▶ _WHAT NEEDS TO BE DONE_
Within the records below, reproduce without change the lines from the line that has "impl std::error::Error for" through the line that has "let (dollar, without_dollar)", and only those.
===== LISTED ENTRIES =====
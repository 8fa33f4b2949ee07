use crate::model::{Amount, ListFilters, NewTransaction, Transaction, TransactionType};
use chrono::{DateTime, NaiveDate, Utc};
use serde::{Deserialize, Serialize};

/// An outbox entry: a transaction the user submitted that the ledger has not confirmed yet.
///
/// The `temp_id` only identifies the entry on this client. The payload is never changed after
/// the entry is enqueued.
#[derive(Debug, Clone, PartialEq, Eq, Serialize, Deserialize)]
#[serde(rename_all = "camelCase")]
pub struct PendingTransaction {
    pub temp_id: String,
    pub payload: NewTransaction,
    /// When the entry was enqueued.
    pub created_at: DateTime<Utc>,
}

impl PendingTransaction {
    /// Wraps `payload` under a fresh temporary id.
    pub fn new(payload: NewTransaction) -> Self {
        Self {
            temp_id: crate::utils::generate_temp_id(),
            payload,
            created_at: Utc::now(),
        }
    }
}

/// A row of the transaction list shown to the user: either confirmed by the ledger or still
/// waiting in the outbox.
#[derive(Debug, Clone, PartialEq, Eq, Serialize, Deserialize)]
#[serde(tag = "status", rename_all = "snake_case")]
pub enum LedgerEntry {
    Confirmed(Transaction),
    Pending(PendingTransaction),
}

impl LedgerEntry {
    pub fn id(&self) -> &str {
        match self {
            LedgerEntry::Confirmed(t) => &t.id,
            LedgerEntry::Pending(p) => &p.temp_id,
        }
    }

    pub fn description(&self) -> &str {
        match self {
            LedgerEntry::Confirmed(t) => &t.description,
            LedgerEntry::Pending(p) => &p.payload.description,
        }
    }

    pub fn amount(&self) -> Amount {
        match self {
            LedgerEntry::Confirmed(t) => t.amount,
            LedgerEntry::Pending(p) => p.payload.amount,
        }
    }

    pub fn r#type(&self) -> TransactionType {
        match self {
            LedgerEntry::Confirmed(t) => t.r#type,
            LedgerEntry::Pending(p) => p.payload.r#type,
        }
    }

    pub fn date(&self) -> NaiveDate {
        match self {
            LedgerEntry::Confirmed(t) => t.date,
            LedgerEntry::Pending(p) => p.payload.date,
        }
    }

    pub fn is_pending(&self) -> bool {
        matches!(self, LedgerEntry::Pending(_))
    }

    fn matches(&self, filters: &ListFilters) -> bool {
        match self {
            LedgerEntry::Confirmed(t) => filters.matches(t),
            LedgerEntry::Pending(p) => {
                let category_ok = filters
                    .category
                    .as_ref()
                    .is_none_or(|c| c == &p.payload.category_id);
                category_ok
                    && filters.matches_fields(
                        &p.payload.description,
                        p.payload.r#type,
                        p.payload.date,
                    )
            }
        }
    }
}

/// Builds the list the user sees from the outbox and one page of the ledger. Pending entries
/// come first, newest first, followed by the ledger page in server order. Both sides are filtered
/// with `filters`.
pub fn merge_entries(
    pending: &[PendingTransaction],
    confirmed: &[Transaction],
    filters: &ListFilters,
) -> Vec<LedgerEntry> {
    pending
        .iter()
        .rev()
        .cloned()
        .map(LedgerEntry::Pending)
        .chain(confirmed.iter().cloned().map(LedgerEntry::Confirmed))
        .filter(|e| e.matches(filters))
        .collect()
}

#[cfg(test)]
mod tests {
    use super::*;
    use crate::model::Category;
    use std::str::FromStr;

    fn pending(temp_id: &str, description: &str) -> PendingTransaction {
        PendingTransaction {
            temp_id: temp_id.into(),
            payload: NewTransaction {
                description: description.into(),
                amount: Amount::from_str("12").unwrap(),
                category_id: "3".into(),
                r#type: TransactionType::Expense,
                date: NaiveDate::from_ymd_opt(2024, 1, 2).unwrap(),
                user_id: "1".into(),
            },
            created_at: Utc::now(),
        }
    }

    fn confirmed(id: &str) -> Transaction {
        Transaction {
            id: id.into(),
            amount: Amount::from_str("99").unwrap(),
            description: "Freelance work".into(),
            category: Category {
                id: None,
                name: "Side Income".into(),
            },
            r#type: TransactionType::Income,
            date: NaiveDate::from_ymd_opt(2024, 1, 1).unwrap(),
            created_at: Utc::now(),
        }
    }

    #[test]
    fn test_merge_orders_pending_newest_first() {
        let entries = merge_entries(
            &[pending("offline-a", "Lunch"), pending("offline-b", "Taxi")],
            &[confirmed("10"), confirmed("11")],
            &ListFilters::default(),
        );
        let ids: Vec<&str> = entries.iter().map(|e| e.id()).collect();
        assert_eq!(ids, vec!["offline-b", "offline-a", "10", "11"]);
        assert!(entries[0].is_pending());
        assert!(!entries[2].is_pending());
    }

    #[test]
    fn test_merge_filters_both_sides() {
        let filters = ListFilters {
            r#type: Some(TransactionType::Expense),
            ..Default::default()
        };
        let entries = merge_entries(&[pending("offline-a", "Lunch")], &[confirmed("10")], &filters);
        assert_eq!(entries.len(), 1);
        assert_eq!(entries[0].description(), "Lunch");

        let by_category = ListFilters {
            category: Some("3".into()),
            ..Default::default()
        };
        let entries = merge_entries(
            &[pending("offline-a", "Lunch")],
            &[confirmed("10")],
            &by_category,
        );
        assert_eq!(entries.len(), 1);
    }

    #[test]
    fn test_entry_serialization_is_tagged() {
        let json = serde_json::to_value(LedgerEntry::Pending(pending("offline-a", "Lunch"))).unwrap();
        assert_eq!(json["status"], "pending");
        assert_eq!(json["tempId"], "offline-a");
    }
}
//! Amount type for handling monetary values typed by users or returned by the ledger.
//!
//! This module provides the `Amount` type which wraps `Decimal`. It parses user input that may
//! include a dollar sign and commas, and it travels over the wire as a plain JSON number.

use rust_decimal::prelude::{FromPrimitive, ToPrimitive};
use rust_decimal::Decimal;
use serde::de::Visitor;
use serde::{Deserialize, Deserializer, Serialize, Serializer};
use std::cmp::Ordering;
use std::error::Error;
use std::fmt;
use std::fmt::{Debug, Display, Formatter};
use std::hash::{Hash, Hasher};
use std::str::FromStr;

/// Represents how amounts were (or should be) formatted for display.
///
/// # Examples
///  - `AmountFormat{ dollar: true, commas: true }` -> `$60,000.00`
///  - `AmountFormat{ dollar: false, commas: true }` -> `60,000.00`
///  - `AmountFormat{ dollar: false, commas: false }` -> `60000.00`
///  - `AmountFormat{ dollar: true, commas: false }` -> `$60000.00`
#[derive(Debug, Clone, Copy, PartialEq, Eq, PartialOrd, Ord, Hash)]
pub struct AmountFormat {
    /// Whether a dollar sign is present in the formatting.
    dollar: bool,
    /// Whether commas are present as thousands separators in the formatting.
    commas: bool,
}

impl Default for AmountFormat {
    fn default() -> Self {
        DEFAULT_FORMAT
    }
}

/// The default format has a dollar sign and commas: e.g. `$60,000.00`.
const DEFAULT_FORMAT: AmountFormat = AmountFormat {
    dollar: true,
    commas: true,
};

/// Format of amounts decoded from the wire.
const PLAIN_FORMAT: AmountFormat = AmountFormat {
    dollar: false,
    commas: false,
};

/// Represents a monetary magnitude. The direction of money (income or expense) is carried by
/// `TransactionType`, not by the sign of the amount.
///
/// Formatting only affects `Display`. Equality, ordering and hashing use the numeric value.
///
/// ```
/// # use moneytalk_sync::Amount;
/// # use std::str::FromStr;
/// let a = Amount::from_str("1200.5").unwrap();
/// let b = Amount::from_str("$1,200.50").unwrap();
/// assert_eq!(a, b);
/// assert_eq!(b.to_string(), "$1,200.50");
/// ```
#[derive(Debug, Clone, Copy, Default)]
pub struct Amount {
    /// The parsed numerical value.
    value: Decimal,
    /// How the value is displayed.
    format: AmountFormat,
}

impl Amount {
    /// Creates a new Amount from a Decimal value with the default formatting.
    pub const fn new(value: Decimal) -> Self {
        Self::new_with_format(value, DEFAULT_FORMAT)
    }

    pub const fn new_with_format(value: Decimal, format: AmountFormat) -> Self {
        Self { value, format }
    }

    /// Returns the underlying Decimal value.
    pub fn value(&self) -> Decimal {
        self.value
    }

    /// Returns true if the amount is zero.
    pub fn is_zero(&self) -> bool {
        self.value().is_zero()
    }

    /// Returns true if the amount is strictly greater than zero.
    pub fn is_positive(&self) -> bool {
        !self.is_zero() && self.value().is_sign_positive()
    }

    /// Returns true if the amount survives the trip through a JSON number unchanged. Very large
    /// or very precise values are rounded by the conversion to `f64`.
    pub fn fits_json_number(&self) -> bool {
        self.value
            .to_f64()
            .and_then(|n| Decimal::from_str(&n.to_string()).ok())
            == Some(self.value)
    }
}

impl PartialEq for Amount {
    fn eq(&self, other: &Self) -> bool {
        self.value == other.value
    }
}

impl Eq for Amount {}

impl PartialOrd for Amount {
    fn partial_cmp(&self, other: &Self) -> Option<Ordering> {
        Some(self.cmp(other))
    }
}

impl Ord for Amount {
    fn cmp(&self, other: &Self) -> Ordering {
        self.value.cmp(&other.value)
    }
}

impl Hash for Amount {
    fn hash<H: Hasher>(&self, state: &mut H) {
        self.value.normalize().hash(state)
    }
}

/// An error that can occur when parsing strings into `Decimal` values.
pub struct AmountError(rust_decimal::Error);

impl Debug for AmountError {
    fn fmt(&self, f: &mut Formatter<'_>) -> fmt::Result {
        Debug::fmt(&self.0, f)
    }
}

impl Display for AmountError {
    fn fmt(&self, f: &mut Formatter<'_>) -> fmt::Result {
        Display::fmt(&self.0, f)
    }
}

impl std::error::Error for AmountError {
    fn source(&self) -> Option<&(dyn Error + 'static)> {
        Some(&self.0)
    }
}

impl FromStr for Amount {
    type Err = AmountError;

    fn from_str(s: &str) -> Result<Self, Self::Err> {
        let trimmed = s.trim();

        let (dollar, without_dollar) = match trimmed.strip_prefix('-') {
            Some(after_minus) => match after_minus.strip_prefix('$') {
                Some(after_dollar) => (true, format!("-{after_dollar}")),
                None => (false, trimmed.to_string()),
            },
            None => match trimmed.strip_prefix('$') {
                Some(after_dollar) => (true, after_dollar.to_string()),
                None => (false, trimmed.to_string()),
            },
        };

        // Remove commas (thousand separators)
        let without_commas = without_dollar.replace(',', "");
        let commas = without_commas.len() < without_dollar.len();

        let value = Decimal::from_str(&without_commas).map_err(AmountError)?;
        Ok(Amount {
            value,
            format: AmountFormat { dollar, commas },
        })
    }
}

impl Display for Amount {
    fn fmt(&self, f: &mut Formatter<'_>) -> fmt::Result {
        let (sign, num) = if self.value.is_sign_negative() && !self.is_zero() {
            ("-", self.value().abs())
        } else {
            ("", self.value())
        };

        let dol = if self.format.dollar { "$" } else { "" };

        if self.format.commas {
            write!(
                f,
                "{sign}{dol}{}",
                format_num::format_num!(",.2", num.to_f64().unwrap_or_default())
            )
        } else {
            write!(f, "{sign}{dol}{num}")
        }
    }
}

impl Serialize for Amount {
    fn serialize<S>(&self, serializer: S) -> Result<S::Ok, S::Error>
    where
        S: Serializer,
    {
        match self.value.to_f64() {
            Some(n) => serializer.serialize_f64(n),
            None => Err(serde::ser::Error::custom(format!(
                "amount {} cannot be represented as a number",
                self.value
            ))),
        }
    }
}

struct AmountVisitor;

impl Visitor<'_> for AmountVisitor {
    type Value = Amount;

    fn expecting(&self, f: &mut Formatter<'_>) -> fmt::Result {
        f.write_str("a number or a numeric string")
    }

    fn visit_i64<E: serde::de::Error>(self, v: i64) -> Result<Amount, E> {
        Ok(Amount::new_with_format(Decimal::from(v), PLAIN_FORMAT))
    }

    fn visit_u64<E: serde::de::Error>(self, v: u64) -> Result<Amount, E> {
        Ok(Amount::new_with_format(Decimal::from(v), PLAIN_FORMAT))
    }

    fn visit_f64<E: serde::de::Error>(self, v: f64) -> Result<Amount, E> {
        Decimal::from_f64(v)
            .map(|d| Amount::new_with_format(d, PLAIN_FORMAT))
            .ok_or_else(|| E::custom(format!("{v} is not a valid amount")))
    }

    fn visit_str<E: serde::de::Error>(self, v: &str) -> Result<Amount, E> {
        Amount::from_str(v).map_err(E::custom)
    }
}

impl<'de> Deserialize<'de> for Amount {
    fn deserialize<D>(deserializer: D) -> Result<Self, D::Error>
    where
        D: Deserializer<'de>,
    {
        deserializer.deserialize_any(AmountVisitor)
    }
}

impl From<Decimal> for Amount {
    fn from(value: Decimal) -> Self {
        Amount::new(value)
    }
}

impl From<Amount> for Decimal {
    fn from(amount: Amount) -> Self {
        amount.value()
    }
}

#[cfg(test)]
mod tests {
    use super::*;

    fn dec(s: &str) -> Decimal {
        Decimal::from_str(s).unwrap()
    }

    #[test]
    fn test_parse_currency_input() {
        assert_eq!(Amount::from_str("$50.00").unwrap().value(), dec("50.00"));
        assert_eq!(Amount::from_str("50").unwrap().value(), dec("50"));
        assert_eq!(
            Amount::from_str("  $1,234,567.89 ").unwrap().value(),
            dec("1234567.89")
        );
        assert_eq!(Amount::from_str("-$5.25").unwrap().value(), dec("-5.25"));
    }

    #[test]
    fn test_parse_garbage() {
        assert!(Amount::from_str("").is_err());
        assert!(Amount::from_str("twelve").is_err());
    }

    #[test]
    fn test_display_keeps_input_format() {
        assert_eq!(Amount::from_str("1,000.00").unwrap().to_string(), "1,000.00");
        assert_eq!(Amount::from_str("$1000.00").unwrap().to_string(), "$1000.00");
        assert_eq!(Amount::new(dec("60000")).to_string(), "$60,000.00");
    }

    #[test]
    fn test_equality_ignores_format() {
        let a = Amount::from_str("$1,200.00").unwrap();
        let b = Amount::from_str("1200").unwrap();
        assert_eq!(a, b);
        assert!(Amount::from_str("30").unwrap() < b);
    }

    #[test]
    fn test_is_positive() {
        assert!(Amount::from_str("0.01").unwrap().is_positive());
        assert!(!Amount::from_str("0").unwrap().is_positive());
        assert!(!Amount::from_str("-3").unwrap().is_positive());
    }

    #[test]
    fn test_fits_json_number() {
        assert!(Amount::from_str("$1,234.56").unwrap().fits_json_number());
        assert!(Amount::from_str("0.1").unwrap().fits_json_number());
        assert!(Amount::from_str("12.50").unwrap().fits_json_number());
        assert!(!Amount::from_str("12345678901234567.89")
            .unwrap()
            .fits_json_number());
        assert!(!Amount::from_str("0.10000000000000000001")
            .unwrap()
            .fits_json_number());
    }

    #[test]
    fn test_serialize_as_number() {
        let amount = Amount::from_str("$45.50").unwrap();
        assert_eq!(serde_json::to_string(&amount).unwrap(), "45.5");
    }

    #[test]
    fn test_deserialize_number_or_string() {
        let a: Amount = serde_json::from_str("1200").unwrap();
        assert_eq!(a.value(), dec("1200"));
        let b: Amount = serde_json::from_str("45.1").unwrap();
        assert_eq!(b.value(), dec("45.1"));
        let c: Amount = serde_json::from_str("\"$7.25\"").unwrap();
        assert_eq!(c.value(), dec("7.25"));
        assert!(serde_json::from_str::<Amount>("true").is_err());
    }
}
=====
▶ _WORKED SOLUTION_
impl std::error::Error for AmountError {
    fn source(&self) -> Option<&(dyn Error + 'static)> {
        Some(&self.0)
    }
}

impl FromStr for Amount {
    type Err = AmountError;

    fn from_str(s: &str) -> Result<Self, Self::Err> {
        let trimmed = s.trim();

        let (dollar, without_dollar) = match trimmed.strip_prefix('-') {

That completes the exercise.